Одновременно ротный анализировал вновь поступающую информацию об обстановке (получаемую как от связных, присылавшихся командирами взводов, так и личным наблюдением) и учитывал ее при проведении в жизнь принятого им решения. Сообщение о наметившемся разрыве между 2-й и соседней справа 4-й ротой заставило было подумать о смещении направления атаки вправо, но эта идея была тут же отвергнута: она подставляла левый фланг Иванова (и всего 1-го батальона) под огонь австрийцев, залегших перед 2-й ротой. А когда обстреливавшая 2-ю роту австрийская артиллерия перенесла огонь на соседний батальон, Иванов воспользовался этим для организации следующей перебежки.

При помощи свистковой сигнализации и голосом он указал роте рубеж перебежки, порядок перебежки и порядок прикрытия ее огнем. Затем (по-прежнему имея при себе сигнальных) перебежал вперед с 4-м взводом и при помощи флажковой сигнализации стал управлять перебежкой 3-го – а 4-му поставил задачу по прикрытию этой перебежки огнем. По мере приближения к противнику ротный менял порядок перебежек – сначала повзводно, затем по звеньям и, наконец, по одному…

Мысль командира роты не переставала перерабатывать вновь поступающую информацию: «впереди себя увидел картофельное поле и сейчас же в голове прикинул, что на нем будет моя последняя [перед броском в штыки. – А.С.] стрелковая позиция»35: грядки дают укрытие от пуль, а высокая ботва хорошо маскирует залегших солдат.
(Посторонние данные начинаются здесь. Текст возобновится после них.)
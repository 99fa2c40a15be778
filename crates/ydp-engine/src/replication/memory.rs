//! In-memory replica targets
//!
//! Behave like a transactional database for the dispatcher: a rowset either
//! lands with its watermark or not at all. Reachability and mid-apply crashes
//! can be injected.

use async_trait::async_trait;
use std::collections::HashMap;
use std::sync::atomic::{AtomicBool, Ordering};
use std::sync::{Arc, Mutex};

use ydp_common::model::{ContainerKind, Credential, DataContainer};

use super::dialect::{PostgresDialect, SqlDialect, SqlServerDialect, OPEN_VERSION};
use super::target::{
    ReplicaTarget, RowOp, RowSet, TableSpec, TargetError, TargetProvider, WriteMode, BATCH_IN_COLUMN,
    BATCH_OUT_COLUMN,
};
use crate::records::{Row, Value};

#[derive(Debug, Clone)]
struct MemTable {
    spec: TableSpec,
    rows: Vec<Row>,
}

impl MemTable {
    fn same_key(&self, a: &Row, b: &Row) -> bool {
        self.spec.keys().all(|c| a.value_or_null(&c.name).canonical() == b.value_or_null(&c.name).canonical())
    }

    fn is_open(row: &Row) -> bool {
        row.get(BATCH_OUT_COLUMN) == Some(&Value::Int(OPEN_VERSION))
    }

    fn apply(&mut self, batch: i64, op: &RowOp) -> Result<(), TargetError> {
        let versioned = self.spec.mode == WriteMode::AppendVersioned;
        match (op, versioned) {
            (RowOp::Upsert(row), false) => {
                let projected = self.project(row);
                match self.rows.iter().position(|r| self.same_key(r, row)) {
                    Some(idx) => self.rows[idx] = projected,
                    None => self.rows.push(projected),
                }
            },
            (RowOp::Delete(row), false) => {
                let keep: Vec<Row> = self.rows.iter().filter(|r| !self.same_key(r, row)).cloned().collect();
                self.rows = keep;
            },
            (RowOp::Open(row), true) => {
                let mut projected = self.project(row);
                projected.insert(BATCH_IN_COLUMN, Value::Int(batch));
                projected.insert(BATCH_OUT_COLUMN, Value::Int(OPEN_VERSION));
                let duplicate = self.rows.iter().any(|r| {
                    self.same_key(r, row) && r.get(BATCH_IN_COLUMN) == Some(&Value::Int(batch))
                });
                if duplicate {
                    return Err(TargetError::Statement(format!(
                        "duplicate version in {} at batch {}",
                        self.spec.name, batch
                    )));
                }
                self.rows.push(projected);
            },
            (RowOp::Close(row), true) => {
                let open: Vec<usize> = self
                    .rows
                    .iter()
                    .enumerate()
                    .filter(|(_, r)| Self::is_open(r) && self.same_key(r, row))
                    .map(|(i, _)| i)
                    .collect();
                for idx in open {
                    self.rows[idx].insert(BATCH_OUT_COLUMN, Value::Int(batch));
                }
            },
            (op, _) => {
                return Err(TargetError::Statement(format!(
                    "{} does not apply to {:?} table {}",
                    op.name(),
                    self.spec.mode,
                    self.spec.name
                )))
            },
        }
        Ok(())
    }

    fn project(&self, row: &Row) -> Row {
        self.spec
            .columns
            .iter()
            .map(|c| (c.name.clone(), row.value_or_null(&c.name).clone()))
            .collect()
    }
}

#[derive(Debug, Default)]
struct TargetState {
    tables: HashMap<String, MemTable>,
    watermarks: HashMap<String, i64>,
    executed: Vec<String>,
    /// Ops left before an injected crash
    crash_after: Option<usize>,
}

pub struct MemoryReplicaTarget {
    name: String,
    kind: ContainerKind,
    reachable: AtomicBool,
    state: Mutex<TargetState>,
}

impl MemoryReplicaTarget {
    pub fn new(name: impl Into<String>, kind: ContainerKind) -> Self {
        Self {
            name: name.into(),
            kind,
            reachable: AtomicBool::new(true),
            state: Mutex::new(TargetState::default()),
        }
    }

    pub fn set_reachable(&self, reachable: bool) {
        self.reachable.store(reachable, Ordering::SeqCst);
    }

    pub fn is_reachable(&self) -> bool {
        self.reachable.load(Ordering::SeqCst)
    }

    /// Fail the next rowset after `ops` of its row ops, discarding all of them
    pub fn crash_after(&self, ops: usize) {
        self.lock().crash_after = Some(ops);
    }

    /// Current rows of `table`, values as stored
    pub fn rows(&self, table: &str) -> Vec<Row> {
        self.lock().tables.get(table).map(|t| t.rows.clone()).unwrap_or_default()
    }

    pub fn stored_watermark(&self, table: &str) -> i64 {
        self.lock().watermarks.get(table).copied().unwrap_or(0)
    }

    /// Statements passed to `execute`, in order
    pub fn executed(&self) -> Vec<String> {
        self.lock().executed.clone()
    }

    fn lock(&self) -> std::sync::MutexGuard<'_, TargetState> {
        self.state.lock().unwrap_or_else(|e| e.into_inner())
    }

    fn check_reachable(&self) -> Result<(), TargetError> {
        if self.is_reachable() {
            Ok(())
        } else {
            Err(TargetError::Unreachable(format!("{} is not accepting connections", self.name)))
        }
    }

    fn table_mut<'a>(state: &'a mut TargetState, table: &TableSpec) -> &'a mut MemTable {
        state.tables.entry(table.name.clone()).or_insert_with(|| MemTable {
            spec: table.clone(),
            rows: Vec::new(),
        })
    }
}

#[async_trait]
impl ReplicaTarget for MemoryReplicaTarget {
    fn name(&self) -> &str {
        &self.name
    }

    fn dialect(&self) -> &dyn SqlDialect {
        match self.kind {
            ContainerKind::SqlServer => &SqlServerDialect,
            _ => &PostgresDialect,
        }
    }

    async fn watermark(&self, table: &str) -> Result<i64, TargetError> {
        self.check_reachable()?;
        Ok(self.stored_watermark(table))
    }

    async fn ensure_table(&self, table: &TableSpec) -> Result<(), TargetError> {
        self.check_reachable()?;
        let mut state = self.lock();
        Self::table_mut(&mut state, table);
        Ok(())
    }

    async fn apply_rowset(&self, table: &TableSpec, rows: &RowSet) -> Result<bool, TargetError> {
        self.check_reachable()?;
        let mut state = self.lock();

        let current = state.watermarks.get(&table.name).copied().unwrap_or(0);
        if current >= rows.batch {
            return Ok(false);
        }

        let crash_after = state.crash_after.take();
        let mut staged = Self::table_mut(&mut state, table).clone();
        for (applied, op) in rows.ops.iter().enumerate() {
            if crash_after == Some(applied) {
                return Err(TargetError::Unreachable(format!(
                    "{} lost its connection mid-apply of batch {}",
                    self.name, rows.batch
                )));
            }
            staged.apply(rows.batch, op)?;
        }

        state.tables.insert(table.name.clone(), staged);
        state.watermarks.insert(table.name.clone(), rows.batch);
        Ok(true)
    }

    async fn write_rows(&self, table: &TableSpec, rows: &[Row]) -> Result<(), TargetError> {
        self.check_reachable()?;
        let mut state = self.lock();
        let mut staged = Self::table_mut(&mut state, table).clone();
        for row in rows {
            staged.apply(0, &RowOp::Upsert(row.clone()))?;
        }
        state.tables.insert(table.name.clone(), staged);
        Ok(())
    }

    async fn clear_table(&self, table: &str) -> Result<(), TargetError> {
        self.check_reachable()?;
        if let Some(t) = self.lock().tables.get_mut(table) {
            t.rows.clear();
        }
        Ok(())
    }

    async fn fetch_rows(&self, table: &str, columns: &[String]) -> Result<Vec<Row>, TargetError> {
        self.check_reachable()?;
        let state = self.lock();
        let stored = state
            .tables
            .get(table)
            .ok_or_else(|| TargetError::Statement(format!("table {} does not exist", table)))?;
        Ok(stored
            .rows
            .iter()
            .map(|r| {
                columns
                    .iter()
                    .map(|c| {
                        let text = r.value_or_null(c).canonical().map(Value::Text).unwrap_or(Value::Null);
                        (c.clone(), text)
                    })
                    .collect()
            })
            .collect())
    }

    async fn execute(&self, sql: &str) -> Result<(), TargetError> {
        self.check_reachable()?;
        self.lock().executed.push(sql.to_string());
        Ok(())
    }
}

/// Hands out registered in-memory targets by container name
#[derive(Default)]
pub struct MemoryTargetProvider {
    targets: Mutex<HashMap<String, Arc<MemoryReplicaTarget>>>,
}

impl MemoryTargetProvider {
    pub fn new() -> Self {
        Self::default()
    }

    /// Target for `container`, created on first use
    pub fn target(&self, container: &DataContainer) -> Arc<MemoryReplicaTarget> {
        self.targets
            .lock()
            .unwrap_or_else(|e| e.into_inner())
            .entry(container.name.clone())
            .or_insert_with(|| Arc::new(MemoryReplicaTarget::new(&container.name, container.kind)))
            .clone()
    }

    pub fn get(&self, name: &str) -> Option<Arc<MemoryReplicaTarget>> {
        self.targets.lock().unwrap_or_else(|e| e.into_inner()).get(name).cloned()
    }
}

#[async_trait]
impl TargetProvider for MemoryTargetProvider {
    async fn connect(
        &self,
        container: &DataContainer,
        _credential: &Credential,
    ) -> Result<Arc<dyn ReplicaTarget>, TargetError> {
        let target = self.target(container);
        target.check_reachable()?;
        Ok(target)
    }
}

#[cfg(test)]
#[allow(clippy::unwrap_used, clippy::expect_used)]
mod tests {
    use super::*;
    use ydp_common::model::{Column, DataType, Schema};

    fn table(mode: WriteMode) -> TableSpec {
        TableSpec::new(
            "t",
            &Schema::new(vec![
                Column::key("id", DataType::Text),
                Column::new("email", DataType::Text),
            ]),
            mode,
        )
    }

    fn row(id: &str, email: &str) -> Row {
        Row::new().with("id", id).with("email", email)
    }

    #[tokio::test]
    async fn test_crash_leaves_no_partial_rows() {
        let target = MemoryReplicaTarget::new("pg", ContainerKind::Postgres);
        let spec = table(WriteMode::Upsert);
        target.crash_after(1);

        let rows = RowSet::new(1, vec![RowOp::Upsert(row("1", "a")), RowOp::Upsert(row("2", "b"))]);
        assert!(target.apply_rowset(&spec, &rows).await.is_err());
        assert!(target.rows("t").is_empty());
        assert_eq!(target.stored_watermark("t"), 0);

        assert!(target.apply_rowset(&spec, &rows).await.unwrap());
        assert_eq!(target.rows("t").len(), 2);
        assert!(!target.apply_rowset(&spec, &rows).await.unwrap());
    }

    #[tokio::test]
    async fn test_versioned_close_then_open() {
        let target = MemoryReplicaTarget::new("mssql", ContainerKind::SqlServer);
        let spec = table(WriteMode::AppendVersioned);

        target
            .apply_rowset(&spec, &RowSet::new(1, vec![RowOp::Open(row("1", "a"))]))
            .await
            .unwrap();
        target
            .apply_rowset(
                &spec,
                &RowSet::new(2, vec![RowOp::Close(row("1", "a")), RowOp::Open(row("1", "b"))]),
            )
            .await
            .unwrap();

        let rows = target.rows("t");
        assert_eq!(rows.len(), 2);
        assert_eq!(rows[0].get(BATCH_OUT_COLUMN), Some(&Value::Int(2)));
        assert!(MemTable::is_open(&rows[1]));
        assert_eq!(target.dialect().name(), "SQL Server");
    }

    #[tokio::test]
    async fn test_unreachable_target_refuses_everything() {
        let target = MemoryReplicaTarget::new("pg", ContainerKind::Postgres);
        target.set_reachable(false);
        assert!(matches!(target.watermark("t").await, Err(TargetError::Unreachable(_))));
    }
}
//! Pipeline error taxonomy
//!
//! Every variant carries enough attribution (platform, stream, batch, target,
//! job) to be actionable from the log line alone.

use std::fmt::Display;
use thiserror::Error;

use crate::batch::StreamKey;
use crate::merge::StoreError;

pub type Result<T> = std::result::Result<T, PipelineError>;

#[derive(Error, Debug)]
pub enum PipelineError {
    /// Source unreachable, rejected credentials or timed out
    #[error("Source unavailable for {platform}/{stream} batch {batch}: {reason}")]
    ConnectorUnavailable {
        platform: String,
        stream: StreamKey,
        batch: i64,
        reason: String,
    },

    /// Captured shape disagrees with the declared schema
    #[error("Schema mismatch for {platform}/{stream} batch {batch}, dataset {dataset}: {detail}")]
    SchemaMismatch {
        platform: String,
        stream: StreamKey,
        batch: i64,
        dataset: String,
        detail: String,
    },

    /// No declared platform satisfies a dataset group's retention requirement
    #[error("No compatible platform for {workspace}/{group} sink {sink}: requires {required}")]
    NoCompatiblePlatform {
        workspace: String,
        group: String,
        sink: String,
        required: String,
    },

    #[error("Replication target {group}/{target} unavailable: {reason}")]
    ReplicationTargetUnavailable {
        group: String,
        target: String,
        reason: String,
    },

    #[error("Transformer {job} failed in output batch {batch}: {reason}")]
    TransformerExecutionFailure {
        job: String,
        batch: i64,
        reason: String,
    },

    #[error("Merge store failure ({context}): {source}")]
    Store {
        context: String,
        #[source]
        source: StoreError,
    },

    #[error("Model error: {0}")]
    Model(#[from] ydp_common::YdpError),

    #[error("Configuration error: {0}")]
    Config(String),
}

impl PipelineError {
    /// Wrap a store error with the operation it interrupted
    pub fn store(context: impl Display) -> impl FnOnce(StoreError) -> PipelineError {
        let context = context.to_string();
        move |source| PipelineError::Store { context, source }
    }

    /// Whether the next scheduled trigger should try again
    pub fn is_retryable(&self) -> bool {
        match self {
            PipelineError::ConnectorUnavailable { .. }
            | PipelineError::ReplicationTargetUnavailable { .. }
            | PipelineError::TransformerExecutionFailure { .. }
            | PipelineError::Store { .. } => true,
            PipelineError::SchemaMismatch { .. }
            | PipelineError::NoCompatiblePlatform { .. }
            | PipelineError::Model(_)
            | PipelineError::Config(_) => false,
        }
    }

    /// Stable category name for logs and persisted batch errors
    pub fn kind(&self) -> &'static str {
        match self {
            PipelineError::ConnectorUnavailable { .. } => "ConnectorUnavailable",
            PipelineError::SchemaMismatch { .. } => "SchemaMismatch",
            PipelineError::NoCompatiblePlatform { .. } => "NoCompatiblePlatform",
            PipelineError::ReplicationTargetUnavailable { .. } => "ReplicationTargetUnavailable",
            PipelineError::TransformerExecutionFailure { .. } => "TransformerExecutionFailure",
            PipelineError::Store { .. } => "Store",
            PipelineError::Model(_) => "Model",
            PipelineError::Config(_) => "Config",
        }
    }
}

#[cfg(test)]
mod tests {
    use super::*;

    #[test]
    fn test_retry_policy() {
        let unavailable = PipelineError::ConnectorUnavailable {
            platform: "YellowLive".to_string(),
            stream: StreamKey::datastore("Store1"),
            batch: 3,
            reason: "connection refused".to_string(),
        };
        assert!(unavailable.is_retryable());
        assert_eq!(unavailable.kind(), "ConnectorUnavailable");

        let mismatch = PipelineError::SchemaMismatch {
            platform: "YellowLive".to_string(),
            stream: StreamKey::datastore("Store1"),
            batch: 3,
            dataset: "customers".to_string(),
            detail: "unknown column nickname".to_string(),
        };
        assert!(!mismatch.is_retryable());
    }

    #[test]
    fn test_message_carries_attribution() {
        let err = PipelineError::ReplicationTargetUnavailable {
            group: "SQLServer".to_string(),
            target: "SQLServer".to_string(),
            reason: "login failed".to_string(),
        };
        let msg = err.to_string();
        assert!(msg.contains("SQLServer/SQLServer"));
        assert!(msg.contains("login failed"));

        let err = PipelineError::ConnectorUnavailable {
            platform: "YellowForensic".to_string(),
            stream: StreamKey::dataset("Store1", "addresses"),
            batch: 12,
            reason: "timed out".to_string(),
        };
        assert!(err.to_string().contains("YellowForensic/Store1#addresses batch 12"));
    }
}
Ослабление огня австрийцев против правого фланга роты подсказало Иванову, что этот участок оказался у врага оголенным. Тут же возникла идея продолжать атаку так, чтобы правым флангом охватить противника через этот разрыв; эту идею подкрепило то соображение, что обороняющиеся далее вправо австрийцы скованы другими ротами и помешать обходному движению 2-й смогут вряд ли.

Немедля при помощи флажков был отдан приказ правофланговому 1-му взводу об изменении направления дальнейшего движения, а после того, как взводный вторично доложил о разрыве между их ротой и соседней справа 4-й, – приказ о выдвижении в разрыв дозора для охраны фланга (отправленный с тем же посыльным из 1-го взвода). Вслед за тем Иванов переместился с левого фланга в центр ротного участка, поближе к заходящему правому флангу (указав предварительно призванному из запаса командиру 4-го взвода направление перебежки и напомнив, что залечь после нее нужно не на краю картофельного поля, а на самом поле: ведь по хорошо видимой границе луговой травы и картофельной ботвы легко пристреляться).

После того, как рота оказалась на картофельном поле, Иванов – учтя характер местности – приказал двигаться не перебежками (бежать по грядкам и высокой ботве неудобно), а ползком.

В соответствии с непрерывно отслеживаемой им обстановкой выбрал командир роты и момент для завершающего броска в штыки: далеко слева стала слышна стрельба русских винтовок (свидетельствующая о выходе русских в тыл участка, на который наступал Иванов), а оборонявшиеся против Иванова австрийцы начали отходить…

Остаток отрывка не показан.